Essa foi a história que ouvi do meu povo pela boca de Maria, ao passar pela rua, certo dia. A partir de então, batalho sempre para que a liberdade seja sempre a nossa “sinfonia de pardais, anunciando o alvorecer”. E de corpo inteiro, “no fim do dia, rezo uma prece: Ave Maria!”... A prece pela liberdade: o verdadeiro pão de Maria...
Florianópolis, dezembro de 2010.
Citações extraídas de letras de músicas:
Ave Maria. Charles Gounot
No dia em que eu vim embora. Caetano Veloso e Gilberto Gil.
Acalanto para Helena. Chico Buarque de Holanda.
https://www.vagalume.com.br/chico-buarque/acalanto-para-helena.html
Maria Carnaval e Cinzas. Luiz Carlos Paraná. 
https://www.letras.mus.br/roberto-carlos/383719/Upa Neguinho. Edu Lobo.
Noite dos Mascarados. Chico Buarque de Holanda.
Maria Maria. Milton Nascimento e Fernando Brant.
Não Existe Pecado ao Sul do Equador. Chico Buarque de Holanda.
Boi Voador Não Pode. Chico Buarque de Holanda e Ruy Guerra.
Samba Enredo Imperatriz Leopoldinense 1989. Niltinho Tristeza, Preto Jóia, Vicentinho e Jurandir. 
https://www.letras.mus.br/imperatriz-leopoldinense-rj/46373/Ave Maria no Morro. Herivelto Martins.


REFERÊNCIA

MEROLA, E. D. A Volta do Contador de Histórias. Florianópolis: Nova Letra. 2011.

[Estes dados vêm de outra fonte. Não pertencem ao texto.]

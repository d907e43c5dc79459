//! Core types and trait definitions for Parley.
//!
//! This crate has no HTTP dependencies. The proxy, the backend client and
//! the dashboard all build on it.

pub mod backend;
pub mod collection;
pub mod document;
pub mod entity;
pub mod error;
pub mod memory;
pub mod query;

pub use backend::{Backend, SessionReply};
pub use collection::Collection;
pub use document::{Document, DocumentList};
pub use error::{Error, Result};
pub use query::{Filter, ListQuery};
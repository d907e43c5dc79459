//! Handlers for `data/<collection>`.
//!
//! | Method   | Query              | Notes |
//! |----------|--------------------|-------|
//! | `GET`    | `tag?`, `offset?`  | Up to 100 documents, filtered on `intent_tag` when `tag` is set |
//! | `POST`   |                    | Body: attribute map; id generated by the backend |
//! | `PUT`    | `id`               | Body: partial attribute map, merged |
//! | `DELETE` | `id`               | Intents cascade, see [`crate::cascade`] |

use axum::{
  Json,
  response::{IntoResponse, Response},
};
use parley_core::{Backend, Collection, ListQuery, query::LIST_LIMIT};
use serde_json::{Map, Value, json};

use super::DataParams;
use crate::{AppState, cascade, error::Error};

// ─── List ─────────────────────────────────────────────────────────────────────

/// `GET data/<collection>[?tag=<tag>][&offset=<n>]`
pub async fn list<B>(
  state:      &AppState<B>,
  collection: Collection,
  params:     DataParams,
) -> Result<Response, Error>
where
  B: Backend + 'static,
{
  let mut query = ListQuery::new().limit(LIST_LIMIT);
  if let Some(offset) = params.offset.filter(|o| *o > 0) {
    query = query.offset(offset);
  }
  if let Some(tag) = params.tag.filter(|t| !t.is_empty()) {
    query = query.equal("intent_tag", tag);
  }

  let list = state
    .backend
    .list_documents(collection, &query)
    .await
    .map_err(Error::backend)?;
  Ok(Json(list).into_response())
}

// ─── Create ───────────────────────────────────────────────────────────────────

/// `POST data/<collection>`
pub async fn create<B>(
  state:      &AppState<B>,
  collection: Collection,
  body:       Map<String, Value>,
) -> Result<Response, Error>
where
  B: Backend + 'static,
{
  let doc = state
    .backend
    .create_document(collection, body)
    .await
    .map_err(Error::backend)?;
  Ok(Json(doc).into_response())
}

// ─── Update ───────────────────────────────────────────────────────────────────

/// `PUT data/<collection>?id=<id>`
pub async fn update<B>(
  state:      &AppState<B>,
  collection: Collection,
  id:         &str,
  body:       Map<String, Value>,
) -> Result<Response, Error>
where
  B: Backend + 'static,
{
  let doc = state
    .backend
    .update_document(collection, id, body)
    .await
    .map_err(Error::backend)?;
  Ok(Json(doc).into_response())
}

// ─── Delete ───────────────────────────────────────────────────────────────────

/// `DELETE data/<collection>?id=<id>`
pub async fn delete<B>(
  state:      &AppState<B>,
  collection: Collection,
  id:         &str,
) -> Result<Response, Error>
where
  B: Backend + 'static,
{
  let backend = state.backend.as_ref();
  match collection {
    Collection::Intents => {
      cascade::delete_intent(backend, id).await?;
    }
    other => {
      backend
        .delete_document(other, id)
        .await
        .map_err(Error::backend)?;
    }
  }
  Ok(Json(json!({ "status": "deleted" })).into_response())
}
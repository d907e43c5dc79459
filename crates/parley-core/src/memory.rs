//! [`MemoryBackend`]: an in-process [`Backend`] for tests and local runs.
//!
//! Mirrors the remote store closely enough to exercise the proxy: server
//! generated ids, a default page size of 25, newest-first ordering on
//! `$createdAt`, and user sessions that fail with a 401 payload. Every call is
//! recorded so tests can assert on the exact sequence the proxy issued.

use std::{
  collections::{HashMap, HashSet},
  sync::{Arc, Mutex, MutexGuard, PoisonError},
};

use chrono::Utc;
use serde_json::{Map, Value, json};
use uuid::Uuid;

use crate::{
  Backend, Collection, Document, DocumentList, Error, ListQuery, Result,
  SessionReply,
};

/// Page size applied when a [`ListQuery`] carries no limit.
pub const DEFAULT_PAGE_SIZE: u32 = 25;

/// `$createdAt` as the remote store writes it.
const TIMESTAMP_FORMAT: &str = "%Y-%m-%dT%H:%M:%S%.3f+00:00";

/// A backend call, as observed by [`MemoryBackend`].
#[derive(Debug, Clone, PartialEq)]
pub enum Call {
  List { collection: Collection, query: ListQuery },
  Get { collection: Collection, id: String },
  Create { collection: Collection },
  Update { collection: Collection, id: String },
  Delete { collection: Collection, id: String },
  Execute { function_id: String, body: String },
  Session { email: String },
}

type FunctionHandler = Arc<dyn Fn(&str) -> Value + Send + Sync>;

#[derive(Default)]
struct Inner {
  collections: HashMap<Collection, Vec<Document>>,
  calls:       Vec<Call>,
  failing:     HashSet<Collection>,
  accounts:    HashMap<String, String>,
  functions:   HashMap<String, FunctionHandler>,
}

/// An in-memory document store, function runner and account service.
///
/// Cloning is cheap; clones share the same state.
#[derive(Clone, Default)]
pub struct MemoryBackend {
  inner: Arc<Mutex<Inner>>,
}

impl MemoryBackend {
  pub fn new() -> Self {
    Self::default()
  }

  fn lock(&self) -> MutexGuard<'_, Inner> {
    self.inner.lock().unwrap_or_else(PoisonError::into_inner)
  }

  // ── Setup ─────────────────────────────────────────────────────────────

  /// Insert a document without recording a call. Returns the stored copy.
  pub fn seed(&self, collection: Collection, fields: Value) -> Document {
    let fields = match fields {
      Value::Object(map) => map,
      _ => Map::new(),
    };
    self.lock().insert(collection, fields)
  }

  /// Register an account that [`Backend::create_email_session`] accepts.
  pub fn add_account(&self, email: &str, password: &str) {
    self
      .lock()
      .accounts
      .insert(email.to_owned(), password.to_owned());
  }

  /// Register a function. `handler` receives the raw execution body and
  /// returns the value placed in the execution's `responseBody`.
  pub fn add_function<F>(&self, function_id: &str, handler: F)
  where
    F: Fn(&str) -> Value + Send + Sync + 'static,
  {
    self
      .lock()
      .functions
      .insert(function_id.to_owned(), Arc::new(handler));
  }

  /// Make every subsequent list call on `collection` fail.
  pub fn fail_collection(&self, collection: Collection) {
    self.lock().failing.insert(collection);
  }

  // ── Inspection ────────────────────────────────────────────────────────

  pub fn documents(&self, collection: Collection) -> Vec<Document> {
    self
      .lock()
      .collections
      .get(&collection)
      .cloned()
      .unwrap_or_default()
  }

  pub fn calls(&self) -> Vec<Call> {
    self.lock().calls.clone()
  }

  pub fn clear_calls(&self) {
    self.lock().calls.clear();
  }
}

impl Inner {
  fn insert(&mut self, collection: Collection, fields: Map<String, Value>) -> Document {
    let mut fields = fields;
    fields.insert("$collectionId".into(), Value::String(collection.to_string()));
    fields
      .entry("$createdAt")
      .or_insert_with(|| Value::String(Utc::now().format(TIMESTAMP_FORMAT).to_string()));
    let doc = Document {
      id: Uuid::new_v4().simple().to_string(),
      fields,
    };
    self
      .collections
      .entry(collection)
      .or_default()
      .push(doc.clone());
    doc
  }

  fn find_mut(&mut self, collection: Collection, id: &str) -> Result<&mut Document> {
    self
      .collections
      .get_mut(&collection)
      .and_then(|docs| docs.iter_mut().find(|d| d.id == id))
      .ok_or_else(|| Error::DocumentNotFound {
        collection,
        id: id.to_owned(),
      })
  }

  fn list(&self, collection: Collection, query: &ListQuery) -> DocumentList {
    let mut matching: Vec<Document> = self
      .collections
      .get(&collection)
      .map(|docs| docs.iter().filter(|d| query.matches(d)).cloned().collect())
      .unwrap_or_default();

    match query.order_desc.as_deref() {
      // Documents are stored in creation order.
      Some("$createdAt") => matching.reverse(),
      Some(attribute) => {
        matching.sort_by(|a, b| b.get_str(attribute).cmp(&a.get_str(attribute)))
      }
      None => {}
    }

    let total = matching.len() as u64;
    let offset = query.offset.unwrap_or(0) as usize;
    let limit = query.limit.unwrap_or(DEFAULT_PAGE_SIZE) as usize;
    let documents = matching.into_iter().skip(offset).take(limit).collect();

    DocumentList { total, documents }
  }
}

impl Backend for MemoryBackend {
  type Error = Error;

  async fn list_documents(
    &self,
    collection: Collection,
    query: &ListQuery,
  ) -> Result<DocumentList> {
    let mut inner = self.lock();
    inner.calls.push(Call::List {
      collection,
      query: query.clone(),
    });
    if inner.failing.contains(&collection) {
      return Err(Error::Unavailable(collection));
    }
    Ok(inner.list(collection, query))
  }

  async fn get_document(&self, collection: Collection, id: &str) -> Result<Document> {
    let mut inner = self.lock();
    inner.calls.push(Call::Get {
      collection,
      id: id.to_owned(),
    });
    inner.find_mut(collection, id).map(|d| d.clone())
  }

  async fn create_document(
    &self,
    collection: Collection,
    data: Map<String, Value>,
  ) -> Result<Document> {
    let mut inner = self.lock();
    inner.calls.push(Call::Create { collection });
    Ok(inner.insert(collection, data))
  }

  async fn update_document(
    &self,
    collection: Collection,
    id: &str,
    data: Map<String, Value>,
  ) -> Result<Document> {
    let mut inner = self.lock();
    inner.calls.push(Call::Update {
      collection,
      id: id.to_owned(),
    });
    let doc = inner.find_mut(collection, id)?;
    doc.fields.extend(data);
    Ok(doc.clone())
  }

  async fn delete_document(&self, collection: Collection, id: &str) -> Result<()> {
    let mut inner = self.lock();
    inner.calls.push(Call::Delete {
      collection,
      id: id.to_owned(),
    });
    let docs = inner.collections.entry(collection).or_default();
    let before = docs.len();
    docs.retain(|d| d.id != id);
    if docs.len() == before {
      return Err(Error::DocumentNotFound {
        collection,
        id: id.to_owned(),
      });
    }
    Ok(())
  }

  async fn execute_function(&self, function_id: &str, body: String) -> Result<Value> {
    let handler = {
      let mut inner = self.lock();
      inner.calls.push(Call::Execute {
        function_id: function_id.to_owned(),
        body: body.clone(),
      });
      inner.functions.get(function_id).cloned()
    };

    let execution = match handler {
      Some(handler) => {
        let reply = handler(&body);
        let response_body = match reply {
          Value::String(s) => s,
          other => serde_json::to_string(&other)?,
        };
        json!({
          "$id": Uuid::new_v4().simple().to_string(),
          "functionId": function_id,
          "status": "completed",
          "responseStatusCode": 200,
          "responseBody": response_body,
          "errors": "",
        })
      }
      None => json!({
        "$id": Uuid::new_v4().simple().to_string(),
        "functionId": function_id,
        "status": "failed",
        "responseStatusCode": 500,
        "responseBody": "",
        "errors": format!("function {function_id} is not deployed"),
      }),
    };
    Ok(execution)
  }

  async fn create_email_session(&self, email: &str, password: &str) -> Result<SessionReply> {
    let mut inner = self.lock();
    inner.calls.push(Call::Session {
      email: email.to_owned(),
    });

    let accepted = inner
      .accounts
      .get(email)
      .is_some_and(|expected| expected == password);

    if accepted {
      Ok(SessionReply {
        status: 201,
        body:   json!({
          "$id": Uuid::new_v4().simple().to_string(),
          "$createdAt": Utc::now(),
          "userId": Uuid::new_v4().simple().to_string(),
          "provider": "email",
          "providerUid": email,
          "providerEmail": email,
          "current": true,
        }),
      })
    } else {
      Ok(SessionReply {
        status: 401,
        body:   json!({
          "message": "Invalid credentials. Please check the email and password.",
          "code": 401,
          "type": "user_invalid_credentials",
        }),
      })
    }
  }
}
//! The fixed routing table, keyed by method and normalized path.

use axum::http::Method;
use parley_core::Collection;

#[derive(Debug, Clone, Copy, PartialEq, Eq)]
pub enum Route {
  /// `ping`, any method.
  Ping,
  /// `POST chat`
  Chat,
  /// `POST login`
  Login,
  /// `GET stats`
  Stats,
  /// `GET data/<collection>[?tag=]`
  List(Collection),
  /// `POST data/<collection>`
  Create(Collection),
  /// `PUT data/<collection>?id=`
  Update(Collection),
  /// `DELETE data/<collection>?id=`
  Delete(Collection),
}

impl Route {
  /// Match a normalized path. `None` means not found.
  pub fn parse(method: &Method, path: &str) -> Option<Self> {
    if path == "ping" {
      return Some(Route::Ping);
    }
    match (method.as_str(), path) {
      ("POST", "chat") => Some(Route::Chat),
      ("POST", "login") => Some(Route::Login),
      ("GET", "stats") => Some(Route::Stats),
      _ => {
        let collection: Collection = path.strip_prefix("data/")?.parse().ok()?;
        match *method {
          Method::GET => Some(Route::List(collection)),
          Method::POST => Some(Route::Create(collection)),
          Method::PUT => Some(Route::Update(collection)),
          Method::DELETE => Some(Route::Delete(collection)),
          _ => None,
        }
      }
    }
  }
}
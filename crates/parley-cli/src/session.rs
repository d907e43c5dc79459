//! The logged-in admin session, kept in a small JSON file between runs.

use std::path::{Path, PathBuf};

use anyhow::{Context, Result, anyhow, bail};
use serde::{Deserialize, Serialize};
use serde_json::{Map, Value};

/// Session object returned by the backend's email login.
#[derive(Debug, Clone, PartialEq, Serialize, Deserialize)]
pub struct Session {
  #[serde(rename = "$id")]
  pub id:             String,
  #[serde(rename = "userId", default)]
  pub user_id:        String,
  #[serde(rename = "providerEmail", default)]
  pub provider_email: Option<String>,
  #[serde(default)]
  pub expire:         Option<String>,
  #[serde(flatten)]
  pub extra:          Map<String, Value>,
}

impl Session {
  /// Name shown in the dashboard header.
  pub fn display_name(&self) -> &str {
    self.provider_email.as_deref().unwrap_or("Admin")
  }
}

/// Process-wide holder of the current [`Session`].
///
/// Every dashboard command other than login goes through [`require`]
/// first.
///
/// [`require`]: SessionContext::require
#[derive(Debug, Default)]
pub struct SessionContext {
  path:    Option<PathBuf>,
  current: Option<Session>,
}

impl SessionContext {
  /// A context that is never written to disk.
  pub fn in_memory() -> Self {
    Self::default()
  }

  /// Load the session stored at `path`, if any.
  pub fn load(path: impl Into<PathBuf>) -> Result<Self> {
    let path = path.into();
    let current = match std::fs::read_to_string(&path) {
      Ok(raw) => Some(
        serde_json::from_str(&raw)
          .with_context(|| format!("parsing session file {}", path.display()))?,
      ),
      Err(e) if e.kind() == std::io::ErrorKind::NotFound => None,
      Err(e) => {
        return Err(e).with_context(|| format!("reading session file {}", path.display()));
      }
    };
    Ok(Self { path: Some(path), current })
  }

  pub fn path(&self) -> Option<&Path> {
    self.path.as_deref()
  }

  pub fn current(&self) -> Option<&Session> {
    self.current.as_ref()
  }

  /// The current session, or an error telling the user to log in.
  pub fn require(&self) -> Result<&Session> {
    self
      .current
      .as_ref()
      .ok_or_else(|| anyhow!("not logged in; run `parley login` first"))
  }

  /// Store the payload of a login call.
  ///
  /// Only a payload carrying a session `$id` is accepted. Anything else is
  /// the backend's error object passed through by the proxy, and the
  /// message it holds becomes the error.
  pub fn establish(&mut self, payload: Value) -> Result<&Session> {
    if payload.get("$id").and_then(Value::as_str).is_none() {
      let message = payload
        .get("message")
        .and_then(Value::as_str)
        .unwrap_or("no session returned");
      bail!("login rejected: {message}");
    }

    let session: Session = serde_json::from_value(payload).context("decoding session")?;
    if let Some(path) = &self.path {
      if let Some(dir) = path.parent() {
        std::fs::create_dir_all(dir)
          .with_context(|| format!("creating {}", dir.display()))?;
      }
      let raw = serde_json::to_string_pretty(&session)?;
      std::fs::write(path, raw).with_context(|| format!("writing {}", path.display()))?;
    }
    Ok(self.current.insert(session))
  }

  /// Forget the session, removing the stored file.
  pub fn clear(&mut self) -> Result<()> {
    self.current = None;
    if let Some(path) = &self.path {
      match std::fs::remove_file(path) {
        Ok(()) => {}
        Err(e) if e.kind() == std::io::ErrorKind::NotFound => {}
        Err(e) => return Err(e).with_context(|| format!("removing {}", path.display())),
      }
    }
    Ok(())
  }
}

#[cfg(test)]
mod tests {
  use serde_json::json;

  use super::*;

  fn payload() -> Value {
    json!({
      "$id": "sess-1",
      "userId": "user-1",
      "providerEmail": "admin@example.com",
      "expire": "2030-01-01T00:00:00.000+00:00",
      "ip": "127.0.0.1",
    })
  }

  #[test]
  fn require_fails_before_login() {
    let ctx = SessionContext::in_memory();
    let err = ctx.require().unwrap_err();
    assert!(err.to_string().contains("not logged in"));
  }

  #[test]
  fn error_payload_is_not_a_session() {
    let mut ctx = SessionContext::in_memory();
    let err = ctx
      .establish(json!({ "message": "Invalid credentials", "code": 401 }))
      .unwrap_err();
    assert!(err.to_string().contains("Invalid credentials"));
    assert!(ctx.current().is_none());
  }

  #[test]
  fn session_survives_a_reload_until_cleared() {
    let dir = tempfile::tempdir().unwrap();
    let path = dir.path().join("nested").join("session.json");

    let mut ctx = SessionContext::load(&path).unwrap();
    assert!(ctx.current().is_none());
    let session = ctx.establish(payload()).unwrap();
    assert_eq!(session.display_name(), "admin@example.com");
    assert_eq!(session.extra.get("ip"), Some(&json!("127.0.0.1")));

    let reloaded = SessionContext::load(&path).unwrap();
    assert_eq!(reloaded.require().unwrap().id, "sess-1");

    let mut ctx = reloaded;
    ctx.clear().unwrap();
    assert!(!path.exists());
    assert!(SessionContext::load(&path).unwrap().current().is_none());
  }

  #[test]
  fn display_name_falls_back() {
    let mut ctx = SessionContext::in_memory();
    let session = ctx.establish(json!({ "$id": "s" })).unwrap();
    assert_eq!(session.display_name(), "Admin");
  }
}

Alunas das Oficinas de Criação Literária do NETI (turma 2016.1): Juçara, Dalva, Cleide, Marta e Dulce.
Tarefa: Redigir cartas tendo como base as protagonistas femininas do Conto "Olha o Pão de Maria!" (Merola, 2011) e do romance "Dom Casmurro" de Machado de Assis.


Florianópolis, 20 de Maio de 2016.
Saudações, Amiga Capitu,

Desejo que está lhe encontre bem e com saúde.
Amiga, tenho pensado muito em você nestes últimos dias. Minha luta tem sido grande nesta crise que atualmente estamos passando aqui no país.
Tenho saído todos os dias para conquistar meus direitos. Como você sabe continuo na venda de produtos que me deem uma renda e assim vou adquirindo o que sonho e desejo.
Sendo assim sou grata a Deus pelo dom que recebi de uma bela voz e conforme o meu público, recito lindas mensagens.
Nestes últimos dias tenho pensado em você, o que me levou a lhe escrever.
Gostaria de saber como você está?
E o que tem feito para sobreviver neste mundo com tantas desigualdades.
O Ezequiel já consegue contribuir com algum ganho, para o sustento de vocês?
Sei que ele está quase concluindo seus estudos e se for a vontade de vocês de retornarem ao Brasil, contem com meu amparo, inclusive podendo morar na minha residência.
Poderemos usar a nossa criatividade e desenvolver juntas um trabalho para o nosso sustento.
No aguardo da sua resposta,
                                       Grande abraço, Maria.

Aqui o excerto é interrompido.